Stored entries:
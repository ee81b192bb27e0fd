pub const SCHEMA: &str = r#"
-- Catalogs are unique by name within an environment scope ('global' or an environment id)
CREATE TABLE IF NOT EXISTS catalogs (
    id INTEGER PRIMARY KEY AUTOINCREMENT,
    name TEXT NOT NULL,
    url TEXT NOT NULL,
    branch TEXT NOT NULL DEFAULT 'master',
    environment_id TEXT NOT NULL DEFAULT 'global',
    last_refreshed_at TEXT,
    created_at TEXT DEFAULT (datetime('now')),

    UNIQUE(environment_id, name)
);

-- Templates are identified by their folder name in the catalog source
CREATE TABLE IF NOT EXISTS templates (
    id INTEGER PRIMARY KEY AUTOINCREMENT,
    catalog_id INTEGER NOT NULL REFERENCES catalogs(id) ON DELETE CASCADE,
    folder_name TEXT NOT NULL,
    name TEXT,
    description TEXT,
    category TEXT,
    maintainer TEXT,
    license TEXT,
    project_url TEXT,
    default_version TEXT,

    UNIQUE(catalog_id, folder_name)
);

-- Revision high-water marks; outlive their template so revisions are never reused
CREATE TABLE IF NOT EXISTS revision_counters (
    catalog_id INTEGER NOT NULL REFERENCES catalogs(id) ON DELETE CASCADE,
    folder_name TEXT NOT NULL,
    last_revision INTEGER NOT NULL DEFAULT 0,
    PRIMARY KEY (catalog_id, folder_name)
);

CREATE TABLE IF NOT EXISTS versions (
    id INTEGER PRIMARY KEY AUTOINCREMENT,
    template_id INTEGER NOT NULL REFERENCES templates(id) ON DELETE CASCADE,
    environment_id TEXT NOT NULL,
    revision INTEGER NOT NULL,
    version TEXT NOT NULL,
    minimum_rancher_version TEXT,
    maximum_rancher_version TEXT,
    upgrade_from TEXT,
    bindings TEXT NOT NULL DEFAULT 'null',  -- opaque JSON document
    readme TEXT NOT NULL DEFAULT '',

    UNIQUE(template_id, revision)
);

CREATE TABLE IF NOT EXISTS files (
    id INTEGER PRIMARY KEY AUTOINCREMENT,
    version_id INTEGER NOT NULL REFERENCES versions(id) ON DELETE CASCADE,
    name TEXT NOT NULL,
    contents BLOB NOT NULL
);

CREATE TABLE IF NOT EXISTS questions (
    id INTEGER PRIMARY KEY AUTOINCREMENT,
    version_id INTEGER NOT NULL REFERENCES versions(id) ON DELETE CASCADE,
    position INTEGER NOT NULL,
    document TEXT NOT NULL  -- opaque JSON document
);

-- Derived on every refresh; both ends belong to the same template
CREATE TABLE IF NOT EXISTS upgrade_links (
    id INTEGER PRIMARY KEY AUTOINCREMENT,
    template_id INTEGER NOT NULL REFERENCES templates(id) ON DELETE CASCADE,
    from_version_id INTEGER NOT NULL REFERENCES versions(id) ON DELETE CASCADE,
    to_version_id INTEGER NOT NULL REFERENCES versions(id) ON DELETE CASCADE
);

CREATE INDEX IF NOT EXISTS idx_catalogs_name ON catalogs(name);
CREATE INDEX IF NOT EXISTS idx_templates_catalog ON templates(catalog_id);
CREATE INDEX IF NOT EXISTS idx_versions_template ON versions(template_id);
CREATE INDEX IF NOT EXISTS idx_files_version ON files(version_id);
CREATE INDEX IF NOT EXISTS idx_questions_version ON questions(version_id);
CREATE INDEX IF NOT EXISTS idx_upgrade_links_from ON upgrade_links(from_version_id);
CREATE INDEX IF NOT EXISTS idx_upgrade_links_template ON upgrade_links(template_id);
"#;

> WHAT THE TASK REQUIRES
Above are the records. Copy the lines beginning at the one that has "UNIQUE(template_id, revision)" and ending with the one that has "CREATE INDEX IF NOT EXISTS idx_upgrade_links_from", unchanged.

> SOLUTION FOR THIS PROBLEM
    UNIQUE(template_id, revision)
);

CREATE TABLE IF NOT EXISTS files (
    id INTEGER PRIMARY KEY AUTOINCREMENT,
    version_id INTEGER NOT NULL REFERENCES versions(id) ON DELETE CASCADE,
    name TEXT NOT NULL,
    contents BLOB NOT NULL
);

CREATE TABLE IF NOT EXISTS questions (
    id INTEGER PRIMARY KEY AUTOINCREMENT,
    version_id INTEGER NOT NULL REFERENCES versions(id) ON DELETE CASCADE,
    position INTEGER NOT NULL,
    document TEXT NOT NULL  -- opaque JSON document
);

-- Derived on every refresh; both ends belong to the same template
CREATE TABLE IF NOT EXISTS upgrade_links (
    id INTEGER PRIMARY KEY AUTOINCREMENT,
    template_id INTEGER NOT NULL REFERENCES templates(id) ON DELETE CASCADE,
    from_version_id INTEGER NOT NULL REFERENCES versions(id) ON DELETE CASCADE,
    to_version_id INTEGER NOT NULL REFERENCES versions(id) ON DELETE CASCADE
);

CREATE INDEX IF NOT EXISTS idx_catalogs_name ON catalogs(name);
CREATE INDEX IF NOT EXISTS idx_templates_catalog ON templates(catalog_id);
CREATE INDEX IF NOT EXISTS idx_versions_template ON versions(template_id);
CREATE INDEX IF NOT EXISTS idx_files_version ON files(version_id);
CREATE INDEX IF NOT EXISTS idx_questions_version ON questions(version_id);
CREATE INDEX IF NOT EXISTS idx_upgrade_links_from ON upgrade_links(from_version_id);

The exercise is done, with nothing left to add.